*Problem description*: Check every line below for the word "market" and show those that hold it.

*Given records*:
____________
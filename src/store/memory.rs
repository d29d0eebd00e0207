//! In-memory [`DocumentStore`] for tests and dry runs.
//!
//! Mirrors document-store upsert semantics: the stored document is the
//! filter merged with every `$set` payload applied to it so far.

use std::collections::HashMap;
use std::sync::RwLock;
use std::sync::atomic::{AtomicUsize, Ordering};

use async_trait::async_trait;
use serde_json::{Map, Value};

use super::DocumentStore;
use crate::error::ExtractError;

/// In-memory store keyed by `(collection, canonical filter JSON)`.
#[derive(Default)]
pub struct MemoryStore {
    docs: RwLock<HashMap<(String, String), Map<String, Value>>>,
    upserts: AtomicUsize,
}

impl MemoryStore {
    pub fn new() -> Self {
        Self::default()
    }

    /// Every stored document of `collection`, in no particular order.
    pub fn records(&self, collection: &str) -> Vec<Value> {
        self.docs
            .read()
            .map(|docs| {
                docs.iter()
                    .filter(|((c, _), _)| c == collection)
                    .map(|(_, doc)| Value::Object(doc.clone()))
                    .collect()
            })
            .unwrap_or_default()
    }

    /// The stored document matching `filter` exactly, if any.
    pub fn find(&self, collection: &str, filter: &Map<String, Value>) -> Option<Value> {
        let key = (collection.to_string(), canonical_key(filter));
        self.docs
            .read()
            .ok()?
            .get(&key)
            .map(|doc| Value::Object(doc.clone()))
    }

    /// Total number of upsert calls received.
    pub fn upsert_count(&self) -> usize {
        self.upserts.load(Ordering::SeqCst)
    }
}

pub(crate) fn canonical_key(filter: &Map<String, Value>) -> String {
    // serde_json::Map is ordered by key, so this is stable.
    Value::Object(filter.clone()).to_string()
}

#[async_trait]
impl DocumentStore for MemoryStore {
    async fn upsert(
        &self,
        collection: &str,
        filter: Map<String, Value>,
        values: Map<String, Value>,
    ) -> Result<(), ExtractError> {
        let key = (collection.to_string(), canonical_key(&filter));
        let mut docs = self.docs.write().map_err(|_| ExtractError::Persistence {
            collection: collection.to_string(),
            detail: "memory store lock poisoned".into(),
        })?;
        let doc = docs.entry(key).or_insert(filter);
        doc.extend(values);
        self.upserts.fetch_add(1, Ordering::SeqCst);
        Ok(())
    }
}

#[cfg(test)]
mod tests {
    use super::*;
    use serde_json::json;

    fn obj(v: Value) -> Map<String, Value> {
        v.as_object().unwrap().clone()
    }

    #[tokio::test]
    async fn upsert_inserts_then_replaces_fields() {
        let store = MemoryStore::new();
        let filter = obj(json!({"zipcode": "10001"}));
        store
            .upsert("zipcodes", filter.clone(), obj(json!({"market": "NYC", "state": "NY"})))
            .await
            .unwrap();
        store
            .upsert("zipcodes", filter.clone(), obj(json!({"market": "New York"})))
            .await
            .unwrap();

        assert_eq!(store.records("zipcodes").len(), 1);
        assert_eq!(
            store.find("zipcodes", &filter),
            Some(json!({"zipcode": "10001", "market": "New York", "state": "NY"}))
        );
        assert_eq!(store.upsert_count(), 2);
    }

    #[tokio::test]
    async fn collections_are_separate() {
        let store = MemoryStore::new();
        let filter = obj(json!({"zipcode": "10001"}));
        store.upsert("a", filter.clone(), Map::new()).await.unwrap();
        store.upsert("b", filter, Map::new()).await.unwrap();
        assert_eq!(store.records("a").len(), 1);
        assert_eq!(store.records("b").len(), 1);
    }
}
____________
*Exercise output*:
            .upsert("zipcodes", filter.clone(), obj(json!({"market": "NYC", "state": "NY"})))
            .upsert("zipcodes", filter.clone(), obj(json!({"market": "New York"})))
            Some(json!({"zipcode": "10001", "market": "New York", "state": "NY"}))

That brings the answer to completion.